**Dataset**
⁂
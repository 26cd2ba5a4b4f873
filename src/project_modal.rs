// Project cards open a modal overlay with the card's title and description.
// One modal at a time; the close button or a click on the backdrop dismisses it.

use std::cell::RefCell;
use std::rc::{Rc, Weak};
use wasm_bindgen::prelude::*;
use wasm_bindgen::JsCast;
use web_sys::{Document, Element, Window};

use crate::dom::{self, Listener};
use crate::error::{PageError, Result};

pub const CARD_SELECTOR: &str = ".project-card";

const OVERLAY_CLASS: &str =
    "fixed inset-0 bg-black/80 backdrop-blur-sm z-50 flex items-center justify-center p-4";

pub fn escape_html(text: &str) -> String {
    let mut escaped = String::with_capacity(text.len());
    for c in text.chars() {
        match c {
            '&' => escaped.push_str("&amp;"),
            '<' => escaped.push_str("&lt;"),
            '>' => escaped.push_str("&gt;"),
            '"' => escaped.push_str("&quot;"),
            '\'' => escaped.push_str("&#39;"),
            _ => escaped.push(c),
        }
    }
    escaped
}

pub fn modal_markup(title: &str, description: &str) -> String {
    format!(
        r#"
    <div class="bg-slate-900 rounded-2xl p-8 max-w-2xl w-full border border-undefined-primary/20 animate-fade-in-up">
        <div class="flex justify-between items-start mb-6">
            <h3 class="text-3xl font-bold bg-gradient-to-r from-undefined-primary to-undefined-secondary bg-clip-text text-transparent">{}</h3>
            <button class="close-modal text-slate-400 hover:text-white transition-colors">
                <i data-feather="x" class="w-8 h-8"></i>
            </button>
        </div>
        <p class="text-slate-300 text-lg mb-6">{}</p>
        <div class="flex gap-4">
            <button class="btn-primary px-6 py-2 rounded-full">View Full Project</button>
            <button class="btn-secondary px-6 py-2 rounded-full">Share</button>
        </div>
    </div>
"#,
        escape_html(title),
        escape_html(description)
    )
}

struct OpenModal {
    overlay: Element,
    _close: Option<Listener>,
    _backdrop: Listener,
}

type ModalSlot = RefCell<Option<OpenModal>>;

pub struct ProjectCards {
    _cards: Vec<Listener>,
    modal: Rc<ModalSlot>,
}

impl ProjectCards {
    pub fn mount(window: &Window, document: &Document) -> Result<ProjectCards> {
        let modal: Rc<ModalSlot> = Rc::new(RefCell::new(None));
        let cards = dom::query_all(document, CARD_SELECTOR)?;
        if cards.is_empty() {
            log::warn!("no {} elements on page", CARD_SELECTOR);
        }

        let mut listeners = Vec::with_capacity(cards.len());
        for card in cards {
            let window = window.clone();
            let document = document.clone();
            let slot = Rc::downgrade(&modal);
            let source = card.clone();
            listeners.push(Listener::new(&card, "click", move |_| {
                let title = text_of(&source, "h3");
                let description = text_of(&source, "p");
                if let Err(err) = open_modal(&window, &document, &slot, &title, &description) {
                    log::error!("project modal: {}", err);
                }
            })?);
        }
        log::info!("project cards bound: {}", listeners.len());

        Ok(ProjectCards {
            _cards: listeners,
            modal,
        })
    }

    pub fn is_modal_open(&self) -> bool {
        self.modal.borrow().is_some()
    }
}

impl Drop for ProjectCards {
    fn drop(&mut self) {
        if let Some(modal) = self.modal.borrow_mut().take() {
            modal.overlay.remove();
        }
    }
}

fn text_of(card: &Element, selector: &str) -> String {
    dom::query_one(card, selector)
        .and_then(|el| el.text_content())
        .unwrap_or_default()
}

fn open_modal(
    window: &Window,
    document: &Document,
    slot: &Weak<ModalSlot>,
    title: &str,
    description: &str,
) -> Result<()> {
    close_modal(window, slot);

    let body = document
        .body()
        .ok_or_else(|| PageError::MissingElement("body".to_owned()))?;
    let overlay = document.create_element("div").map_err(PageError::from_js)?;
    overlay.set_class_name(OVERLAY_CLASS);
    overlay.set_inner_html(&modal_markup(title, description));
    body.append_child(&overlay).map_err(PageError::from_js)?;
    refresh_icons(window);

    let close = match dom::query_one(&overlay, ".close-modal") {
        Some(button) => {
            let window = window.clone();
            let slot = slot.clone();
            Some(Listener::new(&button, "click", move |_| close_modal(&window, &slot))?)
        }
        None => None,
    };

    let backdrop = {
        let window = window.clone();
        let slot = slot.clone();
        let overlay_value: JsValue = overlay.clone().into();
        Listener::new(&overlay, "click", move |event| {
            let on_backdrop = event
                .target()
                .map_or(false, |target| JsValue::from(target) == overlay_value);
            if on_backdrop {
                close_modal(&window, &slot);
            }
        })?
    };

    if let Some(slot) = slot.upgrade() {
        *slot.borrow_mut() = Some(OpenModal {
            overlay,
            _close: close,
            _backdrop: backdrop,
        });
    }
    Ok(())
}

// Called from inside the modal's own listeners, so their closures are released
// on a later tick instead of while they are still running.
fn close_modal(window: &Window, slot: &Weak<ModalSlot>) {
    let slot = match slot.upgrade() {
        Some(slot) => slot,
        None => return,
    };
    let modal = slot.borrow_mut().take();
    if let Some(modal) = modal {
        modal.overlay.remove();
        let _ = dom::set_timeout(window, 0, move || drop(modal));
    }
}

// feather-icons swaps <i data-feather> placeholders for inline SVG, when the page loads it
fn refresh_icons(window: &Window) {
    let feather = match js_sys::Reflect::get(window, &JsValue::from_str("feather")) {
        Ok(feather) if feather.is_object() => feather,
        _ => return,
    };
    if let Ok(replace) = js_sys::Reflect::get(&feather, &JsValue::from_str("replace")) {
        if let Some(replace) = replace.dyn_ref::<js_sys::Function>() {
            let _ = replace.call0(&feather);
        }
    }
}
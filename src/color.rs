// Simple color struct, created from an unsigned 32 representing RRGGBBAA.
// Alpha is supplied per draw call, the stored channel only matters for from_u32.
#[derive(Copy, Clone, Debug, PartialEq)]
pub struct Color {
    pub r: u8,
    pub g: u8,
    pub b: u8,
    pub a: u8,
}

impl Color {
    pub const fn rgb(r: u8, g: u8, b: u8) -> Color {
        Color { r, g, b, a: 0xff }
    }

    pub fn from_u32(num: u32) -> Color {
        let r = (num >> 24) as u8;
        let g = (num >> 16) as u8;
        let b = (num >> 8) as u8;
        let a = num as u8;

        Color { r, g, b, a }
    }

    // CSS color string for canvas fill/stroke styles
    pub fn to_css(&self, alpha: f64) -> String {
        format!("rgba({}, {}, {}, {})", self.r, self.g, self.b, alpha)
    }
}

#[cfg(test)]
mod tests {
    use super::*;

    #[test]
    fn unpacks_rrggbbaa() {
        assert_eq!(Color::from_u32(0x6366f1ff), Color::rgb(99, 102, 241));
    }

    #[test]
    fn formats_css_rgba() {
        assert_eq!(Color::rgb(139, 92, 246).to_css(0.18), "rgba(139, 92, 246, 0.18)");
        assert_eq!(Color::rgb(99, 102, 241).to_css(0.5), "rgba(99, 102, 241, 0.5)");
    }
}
⁂
**Task directions**
All that belongs in your answer is the stretch of entries above from the line with "filename src/project_modal.rs" through the line with "pub fn escape_html(text: &str)", printed exactly.

**Output for this exercise**
filename src/project_modal.rs
// Project cards open a modal overlay with the card's title and description.
// One modal at a time; the close button or a click on the backdrop dismisses it.

use std::cell::RefCell;
use std::rc::{Rc, Weak};
use wasm_bindgen::prelude::*;
use wasm_bindgen::JsCast;
use web_sys::{Document, Element, Window};

use crate::dom::{self, Listener};
use crate::error::{PageError, Result};

pub const CARD_SELECTOR: &str = ".project-card";

const OVERLAY_CLASS: &str =
    "fixed inset-0 bg-black/80 backdrop-blur-sm z-50 flex items-center justify-center p-4";

pub fn escape_html(text: &str) -> String {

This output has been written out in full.